Everyone deserves justice, even a former Ontario attorney-general driving an expensive car who finds himself in an altercation with a cyclist in which the cyclist is killed. Irrespective of whatever wealth, power or connections Michael Bryant may have, he was an Everyman. Anyone might find himself in his place one day, reacting in fear and panic to a wild, unexpected aggressor, and subject afterward to police charges and condemnation by the community. When criminal charges were dropped against him yesterday, it was a good day for justice.
Much of what was publicly believed about Michael Bryant's fatal encounter on Aug. 31, 2009, with Darcy Sheppard turns out to have been false. He did not swerve across a street and ram Mr. Sheppard into a light post or tree or mailbox. He was not speeding along at 60 to 100 kilometres an hour.
Nor were any of the terrible events that night emblematic of the problems that car drivers and cyclists have sharing the road. Mr. Sheppard was simply a man out of control. Given that he paid for his actions with his life, it may seem an unnecessary further blow that he now be publicly judged. But it is necessary, because another man, Michael Bryant, was facing up to life in prison if convicted of criminal negligence causing death. He, not Mr. Sheppard, had the power of the state lined up against him. And everything that happened proceeded inexorably as a result of Mr. Sheppard's own actions.
The very act of jumping on to a car in anger suggests a danger of unpredictable extent. Mr. Bryant was driving a convertible. The windows and top were down, and his wife was in the passenger seat. When he says he reacted in fear and panic, he's entitled to the benefit of the doubt. A prudent driver, some might argue, would have stopped or phoned 911. But how many human beings would have been so prudent when faced with Mr. Sheppard, drunk and clinging to the inside of their open car? Even in his panic, Mr. Bryant did not veer on to the curb. Mr. Sheppard struck a fire hydrant one foot inside the curb, fell off and struck his head. There was no criminal negligence here.

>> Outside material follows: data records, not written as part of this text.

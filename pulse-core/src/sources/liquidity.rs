//! Liquidity/treasury source
//!
//! `GET {url}?horizon_days=N` →
//! `{ "totalLiquidity": f64, "availableLiquidity": f64, "utilizationPct": f64 }`

use crate::core::SourceError;
use async_trait::async_trait;
use reqwest::Client;
use serde::{Deserialize, Serialize};
use std::time::Duration;

/// Aggregate figures consumed by the metrics aggregator
#[derive(Debug, Clone, Copy, PartialEq, Serialize, Deserialize)]
#[serde(rename_all = "camelCase")]
pub struct LiquidityFigures {
    pub total_liquidity: f64,
    #[serde(default)]
    pub available_liquidity: f64,
    #[serde(default)]
    pub utilization_pct: f64,
}

impl LiquidityFigures {
    fn validate(self) -> Result<Self, SourceError> {
        if !self.total_liquidity.is_finite() || self.total_liquidity < 0.0 {
            return Err(SourceError::Decode(format!(
                "totalLiquidity must be a non-negative number, got {}",
                self.total_liquidity
            )));
        }
        Ok(self)
    }
}

#[async_trait]
pub trait LiquiditySource: Send + Sync {
    async fn fetch(&self, horizon_days: u32) -> Result<LiquidityFigures, SourceError>;

    fn name(&self) -> &'static str;
}

/// HTTP JSON liquidity endpoint
pub struct HttpLiquiditySource {
    client: Client,
    url: String,
}

impl HttpLiquiditySource {
    pub fn new(url: impl Into<String>, timeout: Duration) -> Result<Self, SourceError> {
        let client = Client::builder().timeout(timeout).build()?;
        Ok(Self {
            client,
            url: url.into(),
        })
    }
}

#[async_trait]
impl LiquiditySource for HttpLiquiditySource {
    async fn fetch(&self, horizon_days: u32) -> Result<LiquidityFigures, SourceError> {
        let resp = self
            .client
            .get(&self.url)
            .query(&[("horizon_days", horizon_days)])
            .send()
            .await?;

        if !resp.status().is_success() {
            return Err(SourceError::Status(resp.status().as_u16()));
        }

        let figures: LiquidityFigures = resp
            .json()
            .await
            .map_err(|e| SourceError::Decode(e.to_string()))?;
        figures.validate()
    }

    fn name(&self) -> &'static str {
        "liquidity"
    }
}

#[cfg(test)]
mod tests {
    use super::*;

    #[test]
    fn test_figures_parse_camel_case() {
        let f: LiquidityFigures =
            serde_json::from_str(r#"{"totalLiquidity": 1.5e9, "utilizationPct": 62.5}"#).unwrap();
        assert_eq!(f.total_liquidity, 1.5e9);
        assert_eq!(f.available_liquidity, 0.0);
        assert_eq!(f.utilization_pct, 62.5);
    }

    #[test]
    fn test_negative_total_rejected() {
        let f = LiquidityFigures {
            total_liquidity: -1.0,
            available_liquidity: 0.0,
            utilization_pct: 0.0,
        };
        assert!(matches!(f.validate(), Err(SourceError::Decode(_))));
    }
}
//! Monitoring and observability
//!
//! Prometheus metrics for the tick loop, sources and hub, plus an optional
//! HTTP server exposing them alongside a health summary.

pub mod metrics;
pub mod server;

pub use metrics::EngineMetrics;
pub use server::{encode_metrics, HealthReport, MetricsServer, MetricsServerConfig};
//! Synchronous tick pipeline
//!
//! One call to [`Pipeline::tick`] advances every instrument by exactly one
//! step and returns the resulting [`Snapshot`]:
//!
//! ```text
//! for each instrument (registration order):
//!     price  = model.step(prev)          ──► error? keep prev, mark stale
//!     book   = synthesize(price)
//!     chart  = window.append(point)      (same bucket coalesces)
//!     trade? = p(trade_probability)      ──► trade log
//! drain inbox                            ──► insight log, liquidity input
//! metrics.refresh(prices, logs, liquidity)
//! snapshot
//! ```
//!
//! The pipeline never performs I/O. External data only arrives through the
//! [`Inbox`], which the source poller fills between ticks.

use super::inbox::Inbox;
use super::snapshot::{InstrumentSnapshot, Snapshot};
use crate::config::constants::{EXECUTORS, TICK_VOLUME_RANGE, TRADE_SIZE_RANGE};
use crate::config::Config;
use crate::core::{
    ChartPoint, EngineError, InsightEvent, Instrument, PriceState, Side, StepError, TimeBucket,
    TradeEvent,
};
use crate::market::{
    synthesize, BoundedLog, InstrumentRegistry, MetricsAggregator, OrderBook, PriceModel,
    RandomWalk, SlidingWindow, TickInputs,
};
use crate::monitoring::EngineMetrics;
use parking_lot::Mutex;
use rand::rngs::StdRng;
use rand::seq::SliceRandom;
use rand::{Rng, SeedableRng};
use std::panic::{catch_unwind, AssertUnwindSafe};
use std::sync::Arc;
use std::time::Instant;
use tracing::{debug, warn};

/// Per-instrument mutable state
#[derive(Debug, Clone)]
struct InstrumentState {
    instrument: Arc<Instrument>,
    price: PriceState,
    book: OrderBook,
    chart: SlidingWindow<ChartPoint>,
    stale: bool,
}

/// Result of one tick
#[derive(Debug)]
pub struct TickReport {
    pub snapshot: Snapshot,
    /// Instruments whose step failed this tick
    pub failures: Vec<StepError>,
    pub trades_printed: usize,
    pub insights_received: usize,
}

pub struct Pipeline<P: PriceModel = RandomWalk> {
    config: Config,
    registry: InstrumentRegistry,
    model: P,
    rng: StdRng,
    states: Vec<InstrumentState>,
    trades: BoundedLog<TradeEvent>,
    insights: BoundedLog<InsightEvent>,
    aggregator: MetricsAggregator,
    inbox: Arc<Mutex<Inbox>>,
    metrics: EngineMetrics,
    tick: u64,
    last_timestamp_ms: u64,
    next_trade_id: u64,
}

impl Pipeline<RandomWalk> {
    pub fn new(config: &Config) -> Result<Self, EngineError> {
        Self::with_model(config, RandomWalk)
    }
}

impl<P: PriceModel> Pipeline<P> {
    pub fn with_model(config: &Config, model: P) -> Result<Self, EngineError> {
        let metrics = EngineMetrics::new()
            .map_err(|e| EngineError::invalid("metrics", e.to_string()))?;
        Self::build(config, model, metrics)
    }

    /// Build with a shared metrics registry
    pub fn build(config: &Config, model: P, metrics: EngineMetrics) -> Result<Self, EngineError> {
        config.validate()?;

        let registry = InstrumentRegistry::new(config.instruments.clone())?;
        let mut rng = match config.engine.rng_seed {
            Some(seed) => StdRng::seed_from_u64(seed),
            None => StdRng::from_entropy(),
        };

        let mut states = Vec::with_capacity(registry.len());
        for instrument in registry.iter() {
            let price = PriceState::opening(instrument);
            let book = synthesize(
                price.price,
                config.book.depth,
                config.book.spread_fraction,
                config.book.step_fraction,
                &mut rng,
            );
            states.push(InstrumentState {
                instrument: Arc::clone(instrument),
                price,
                book,
                chart: SlidingWindow::new(config.chart.capacity)?,
                stale: false,
            });
        }

        let aggregator = MetricsAggregator::new(
            config.metrics.history_capacity,
            config.metrics.initial_liquidity,
            config.metrics.fallback_jitter,
        )?;

        debug!(
            instruments = registry.len(),
            model = model.name(),
            seeded = config.engine.rng_seed.is_some(),
            "Pipeline initialized"
        );

        Ok(Self {
            config: config.clone(),
            registry,
            model,
            rng,
            states,
            trades: BoundedLog::new(config.logs.trade_capacity)?,
            insights: BoundedLog::new(config.logs.insight_capacity)?,
            aggregator,
            inbox: Arc::new(Mutex::new(Inbox::new())),
            metrics,
            tick: 0,
            last_timestamp_ms: crate::core::now_ms(),
            next_trade_id: 1,
        })
    }

    pub fn registry(&self) -> &InstrumentRegistry {
        &self.registry
    }

    /// Shared inbox the source poller writes into
    pub fn inbox(&self) -> Arc<Mutex<Inbox>> {
        Arc::clone(&self.inbox)
    }

    pub fn metrics(&self) -> &EngineMetrics {
        &self.metrics
    }

    /// Ticks completed so far
    pub fn tick_count(&self) -> u64 {
        self.tick
    }

    pub fn model(&self) -> &P {
        &self.model
    }

    /// Snapshot of the current state without advancing
    ///
    /// Before the first tick this is the seed snapshot (tick 0).
    pub fn snapshot(&self) -> Snapshot {
        Snapshot {
            tick: self.tick,
            timestamp_ms: self.last_timestamp_ms,
            instruments: self
                .states
                .iter()
                .map(|s| InstrumentSnapshot {
                    instrument: Instrument::clone(&s.instrument),
                    price: s.price.clone(),
                    book: s.book.clone(),
                    chart: s.chart.to_vec(),
                    stale: s.stale,
                })
                .collect(),
            trades: self.trades.to_vec(),
            insights: self.insights.to_vec(),
            metrics: self.aggregator.metrics().to_vec(),
        }
    }

    /// Advance every instrument by one step
    pub fn tick(&mut self, now_ms: u64) -> TickReport {
        let started = Instant::now();
        let bucket = TimeBucket::of(now_ms, self.config.chart.bucket_ms);
        let volatility = self.config.engine.volatility;

        let mut failures = Vec::new();
        let mut trades_printed = 0;

        for idx in 0..self.states.len() {
            let reference_open = self.states[idx].instrument.baseline_price;
            let prev = &self.states[idx].price;

            let model = &mut self.model;
            let rng = &mut self.rng;
            let outcome = catch_unwind(AssertUnwindSafe(|| {
                model.step(prev, reference_open, volatility, rng)
            }))
            .unwrap_or_else(|_| {
                Err(StepError::Model {
                    symbol: prev.symbol.clone(),
                    reason: "price model panicked".to_string(),
                })
            });

            match outcome {
                Ok(next) => {
                    self.apply_step(idx, next, bucket, now_ms);
                    if self.maybe_print_trade(idx, now_ms) {
                        trades_printed += 1;
                    }
                }
                Err(err) => {
                    let state = &mut self.states[idx];
                    state.stale = true;
                    warn!(
                        symbol = %state.instrument.symbol,
                        error = %err,
                        "Price step failed, carrying previous state"
                    );
                    self.metrics
                        .step_failures
                        .with_label_values(&[state.instrument.symbol.as_str()])
                        .inc();
                    failures.push(err);
                }
            }
        }

        let (new_insights, liquidity) = self.inbox.lock().drain();
        let insights_received = new_insights.len();
        self.insights.extend(new_insights);

        let prices: Vec<PriceState> = self.states.iter().map(|s| s.price.clone()).collect();
        let inputs = TickInputs {
            prices: &prices,
            trades: &self.trades,
            insights: &self.insights,
            mean_sentiment: self.mean_sentiment(),
            liquidity,
            bucket,
        };
        self.aggregator.refresh(&inputs, &mut self.rng);

        self.tick += 1;
        self.last_timestamp_ms = now_ms;

        let snapshot = self.snapshot();
        self.metrics
            .tick_duration
            .observe(started.elapsed().as_secs_f64());

        TickReport {
            snapshot,
            failures,
            trades_printed,
            insights_received,
        }
    }

    fn apply_step(&mut self, idx: usize, next: PriceState, bucket: TimeBucket, now_ms: u64) {
        let book_cfg = &self.config.book;
        let noise = self.config.chart.prediction_noise;
        let rng = &mut self.rng;
        let state = &mut self.states[idx];

        state.book = synthesize(
            next.price,
            book_cfg.depth,
            book_cfg.spread_fraction,
            book_cfg.step_fraction,
            rng,
        );

        let (min_vol, max_vol) = TICK_VOLUME_RANGE;
        let mut volume = rng.gen_range(min_vol..max_vol);
        if let Some(last) = state.chart.last() {
            if last.bucket == bucket {
                volume += last.volume;
            }
        }

        let predicted = if noise > 0.0 {
            next.price * (1.0 + rng.gen_range(-noise..=noise))
        } else {
            next.price
        };

        state.chart.append(ChartPoint {
            bucket,
            timestamp_ms: now_ms,
            price: next.price,
            volume,
            predicted,
            sentiment: (next.change_pct / 2.0).tanh(),
        });

        state.price = next;
        state.stale = false;
    }

    fn maybe_print_trade(&mut self, idx: usize, now_ms: u64) -> bool {
        let probability = self.config.engine.trade_probability;
        if probability <= 0.0 || !self.rng.gen_bool(probability.min(1.0)) {
            return false;
        }

        let state = &self.states[idx];
        let side = if self.rng.gen_bool(0.5) { Side::Buy } else { Side::Sell };
        let price = match side {
            Side::Buy => state.book.best_ask().map(|l| l.price),
            Side::Sell => state.book.best_bid().map(|l| l.price),
        }
        .unwrap_or(state.price.price);

        let (min_size, max_size) = TRADE_SIZE_RANGE;
        let executed_by = EXECUTORS
            .choose(&mut self.rng)
            .copied()
            .unwrap_or("Market Maker");

        let trade = TradeEvent {
            id: self.next_trade_id,
            symbol: state.instrument.symbol.clone(),
            price,
            size: self.rng.gen_range(min_size..max_size),
            side,
            executed_by: executed_by.to_string(),
            timestamp_ms: now_ms,
        };
        self.next_trade_id += 1;
        self.trades.push(trade);
        true
    }

    fn mean_sentiment(&self) -> f64 {
        let latest: Vec<f64> = self
            .states
            .iter()
            .filter_map(|s| s.chart.last().map(|p| p.sentiment))
            .collect();
        if latest.is_empty() {
            0.0
        } else {
            latest.iter().sum::<f64>() / latest.len() as f64
        }
    }
}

Mr. Sheppard's personal history of violence (for which he had a criminal record), psychiatric disturbance and threats to kill is relevant and necessary. It suggests Mr. Bryant's statement to police that he was attacked has the ring of truth. He had also been involved in a half-dozen incidents similar to the one with Mr. Bryant. One involved a 76-year-old woman. And that very night, he had been involved in several belligerent incidents.
Mr. Bryant, though he was an Everyman, could afford top legal representation and other experts. If only every Everyman were in the same position, there would be fewer miscarriages of justice. But the important point is that the poisoned arrow of wrongful accusation no longer points at an innocent man.